Las palabras democracia y libertad las perciben como vacías de contenido real, reemplazadas por el autoritarismo, la cosmovisión única, el monólogo y la ortodoxia.
Buscan antagonizar y dividir en vez de unir a sus compatriotas alrededor de metas y objetivos compartidos. Para ellos y ellas, quienes están en desacuerdo y no aceptan las interpretaciones del líder, son vistos como enemigos, ya que están convencidos (as) de que solo existe una verdad única: la expresada por el caudillo y transmitida por sus exegetas. Se ven a sí mismos (as) como los que vigilan y preservan el destino de la nación. En vez de unir, buscan dividir y enfrentar a hermano (a) contra hermano (a), inculcando, simultáneamente, el miedo y el fanatismo, la revancha y la venganza.
Olvidan deliberadamente que tanto el desacuerdo como el derecho a disentir pacíficamente son elementos esenciales en un genuino sistema democrático, constituyendo el motor del cambio y la renovación permanentes, sin privilegios especiales para determinados grupos e intereses.

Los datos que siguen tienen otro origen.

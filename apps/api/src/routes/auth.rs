//! Authentication REST route handlers for Tandem
//!
//! Provides the session manager endpoints:
//! - `POST /auth/register` - Create a listener and open its session
//! - `POST /auth/login` - Authenticate and get tokens
//! - `POST /auth/refresh` - Exchange a refresh secret for a new access token
//! - `POST /auth/logout` - Disable the caller's session
//!
//! Register, login and refresh run under a timeout so a saturated hashing
//! pool surfaces as 503 instead of a hung request.

use axum::{
    extract::State,
    http::{header, HeaderMap, StatusCode},
    response::IntoResponse,
    routing::post,
    Json, Router,
};
use serde::{Deserialize, Serialize};
use std::future::Future;
use std::time::Duration;

use crate::error::{ApiError, ApiResult};
use crate::middleware::AuthUser;
use crate::models::{AuthTokens, DeviceDescriptor, Identity, ListenerRole};
use crate::services::AuthService;

/// Default bound on a single auth call
pub const DEFAULT_AUTH_TIMEOUT: Duration = Duration::from_secs(10);

/// Shared application state for auth handlers
#[derive(Clone)]
pub struct AuthState {
    pub auth_service: AuthService,
    pub request_timeout: Duration,
}

impl AuthState {
    pub fn new(auth_service: AuthService) -> Self {
        Self {
            auth_service,
            request_timeout: DEFAULT_AUTH_TIMEOUT,
        }
    }

    pub fn with_timeout(mut self, request_timeout: Duration) -> Self {
        self.request_timeout = request_timeout;
        self
    }

    async fn bounded<T>(&self, fut: impl Future<Output = ApiResult<T>>) -> ApiResult<T> {
        tokio::time::timeout(self.request_timeout, fut)
            .await
            .map_err(|_| {
                tracing::warn!(
                    timeout_ms = self.request_timeout.as_millis() as u64,
                    "Auth request timed out"
                );
                ApiError::ServiceBusy("authentication timed out".to_string())
            })?
    }
}

/// Create authentication router
///
/// `AuthService` must also be present as an `Extension` for logout's
/// `AuthUser` extractor.
pub fn auth_router(state: AuthState) -> Router {
    Router::new()
        .route("/register", post(register))
        .route("/login", post(login))
        .route("/refresh", post(refresh))
        .route("/logout", post(logout))
        .with_state(state)
}

// ========== Request/Response Types ==========

/// Registration request body
#[derive(Debug, Deserialize)]
#[serde(rename_all = "camelCase")]
pub struct RegisterRequest {
    pub email: String,
    pub password: String,
    pub display_name: String,
    #[serde(default)]
    pub role: Option<ListenerRole>,
    #[serde(default)]
    pub device: Option<DeviceDescriptor>,
}

/// Login request body
#[derive(Debug, Deserialize)]
#[serde(rename_all = "camelCase")]
pub struct LoginRequest {
    pub email: String,
    pub password: String,
    #[serde(default)]
    pub device: Option<DeviceDescriptor>,
}

/// Refresh request body
#[derive(Debug, Deserialize)]
#[serde(rename_all = "camelCase")]
pub struct RefreshRequest {
    pub refresh_secret: String,
}

/// Register/login response: the token pair plus who it belongs to
#[derive(Debug, Serialize)]
#[serde(rename_all = "camelCase")]
pub struct AuthResponse {
    #[serde(flatten)]
    pub tokens: AuthTokens,
    pub identity: Identity,
}

/// Body for endpoints that only acknowledge
#[derive(Debug, Serialize)]
pub struct OkResponse {
    pub ok: bool,
}

impl OkResponse {
    pub fn ok() -> Json<Self> {
        Json(Self { ok: true })
    }
}

/// Attach the caller's User-Agent to the device descriptor
fn describe_device(device: Option<DeviceDescriptor>, headers: &HeaderMap) -> Option<DeviceDescriptor> {
    let user_agent = headers
        .get(header::USER_AGENT)
        .and_then(|v| v.to_str().ok())
        .map(String::from);

    match (device, user_agent) {
        (None, None) => None,
        (device, user_agent) => {
            let mut device = device.unwrap_or_default();
            if device.user_agent.is_none() {
                device.user_agent = user_agent;
            }
            Some(device)
        }
    }
}

// ========== Route Handlers ==========

/// Register a new listener
///
/// # Response
/// - 201 Created: listener created and logged in
/// - 400 Bad Request: invalid email or weak password
/// - 409 Conflict: email already registered
async fn register(
    State(state): State<AuthState>,
    headers: HeaderMap,
    Json(request): Json<RegisterRequest>,
) -> ApiResult<impl IntoResponse> {
    let device = describe_device(request.device, &headers);
    let (tokens, listener) = state
        .bounded(state.auth_service.register(
            &request.email,
            &request.password,
            &request.display_name,
            request.role.unwrap_or_default(),
            device,
        ))
        .await?;

    let response = AuthResponse {
        tokens,
        identity: listener.into(),
    };

    Ok((StatusCode::CREATED, Json(response)))
}

/// Login with email and password
///
/// # Response
/// - 200 OK: login successful
/// - 401 Unauthorized: invalid credentials
async fn login(
    State(state): State<AuthState>,
    headers: HeaderMap,
    Json(request): Json<LoginRequest>,
) -> ApiResult<impl IntoResponse> {
    let device = describe_device(request.device, &headers);
    let (tokens, listener) = state
        .bounded(
            state
                .auth_service
                .login(&request.email, &request.password, device),
        )
        .await?;

    Ok(Json(AuthResponse {
        tokens,
        identity: listener.into(),
    }))
}

/// Exchange a refresh secret for a new access token
///
/// # Response
/// - 200 OK: `{accessToken, expiresIn, refreshSecret?}`
/// - 401 Unauthorized: unknown, disabled, mismatched or expired session
async fn refresh(
    State(state): State<AuthState>,
    Json(request): Json<RefreshRequest>,
) -> ApiResult<impl IntoResponse> {
    let tokens = state
        .bounded(state.auth_service.refresh(&request.refresh_secret))
        .await?;

    Ok(Json(tokens))
}

/// Disable the caller's session
async fn logout(State(state): State<AuthState>, auth: AuthUser) -> ApiResult<impl IntoResponse> {
    state.auth_service.logout(auth.listener_id).await?;
    Ok(OkResponse::ok())
}

#[cfg(test)]
mod tests {
    use super::*;
    use axum::http::HeaderValue;

    #[test]
    fn test_describe_device_adds_user_agent() {
        let mut headers = HeaderMap::new();
        headers.insert(header::USER_AGENT, HeaderValue::from_static("tandem-ios/2.1"));

        let device = describe_device(None, &headers).unwrap();
        assert_eq!(device.user_agent.as_deref(), Some("tandem-ios/2.1"));

        let given = DeviceDescriptor {
            device_id: Some("phone".into()),
            user_agent: Some("custom".into()),
            ..Default::default()
        };
        let device = describe_device(Some(given), &headers).unwrap();
        assert_eq!(device.device_id.as_deref(), Some("phone"));
        assert_eq!(device.user_agent.as_deref(), Some("custom"));

        assert!(describe_device(None, &HeaderMap::new()).is_none());
    }

    #[test]
    fn test_register_request_defaults() {
        let request: RegisterRequest = serde_json::from_str(
            r#"{"email":"a@example.com","password":"password123","displayName":"A"}"#,
        )
        .unwrap();
        assert!(request.role.is_none());
        assert!(request.device.is_none());

        let request: RegisterRequest = serde_json::from_str(
            r#"{"email":"a@example.com","password":"password123","displayName":"A","role":"artist"}"#,
        )
        .unwrap();
        assert_eq!(request.role, Some(ListenerRole::Artist));
    }

    #[test]
    fn test_auth_response_shape() {
        let response = AuthResponse {
            tokens: AuthTokens::new("access".into(), "secret".into(), 900),
            identity: Identity {
                id: uuid::Uuid::new_v4(),
                email: "a@example.com".into(),
                display_name: "A".into(),
                role: ListenerRole::User,
            },
        };
        let json = serde_json::to_value(&response).unwrap();
        assert_eq!(json["accessToken"], "access");
        assert_eq!(json["refreshSecret"], "secret");
        assert_eq!(json["expiresIn"], 900);
        assert_eq!(json["identity"]["email"], "a@example.com");
    }

    #[tokio::test]
    async fn test_bounded_times_out_as_service_busy() {
        use crate::repositories::{MemoryListenerStore, MemorySessionStore};
        use crate::services::AuthConfig;
        use std::sync::Arc;

        let state = AuthState::new(AuthService::new(
            Arc::new(MemoryListenerStore::new()),
            Arc::new(MemorySessionStore::new()),
            AuthConfig::new("route-test-secret-long-enough-xx".into()),
        ))
        .with_timeout(Duration::from_millis(10));

        let result: ApiResult<()> = state
            .bounded(async {
                tokio::time::sleep(Duration::from_secs(5)).await;
                Ok(())
            })
            .await;
        assert!(matches!(result, Err(ApiError::ServiceBusy(_))));
    }
}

No temamos ni al presente ni al futuro; recibámoslos con optimismo y unidad. Juntos podemos configurarlos, si existen convergencias en torno a los grandes temas sociales, económicos, políticos y culturales, con igualdad de oportunidades para todos y todas, priorizando a quienes históricamente han permanecido excluidos, olvidados y marginados, con los cuales el país tiene una deuda pendiente de ser cancelada.
No permitamos que seamos empujados hacia laberintos sin salida, conducentes a una severa crisis institucional que conduzca al colapso de nuestro frágil y precario sistema democrático.
Ello conduciría a un retroceso hacia autoritarismos aparentemente superados, en los que la voluntad de una o unas pocas personas se impone por sobre el ordenamiento jurídico. Sería volver a la ley de la selva, al “sálvese quien pueda”.
Vivimos una coyuntura especial, por lo incierta y dramática. Ha llegado entonces la hora de implementar decisiones que desaten los nudos gordianos de manera pronta y decisiva, con firmeza.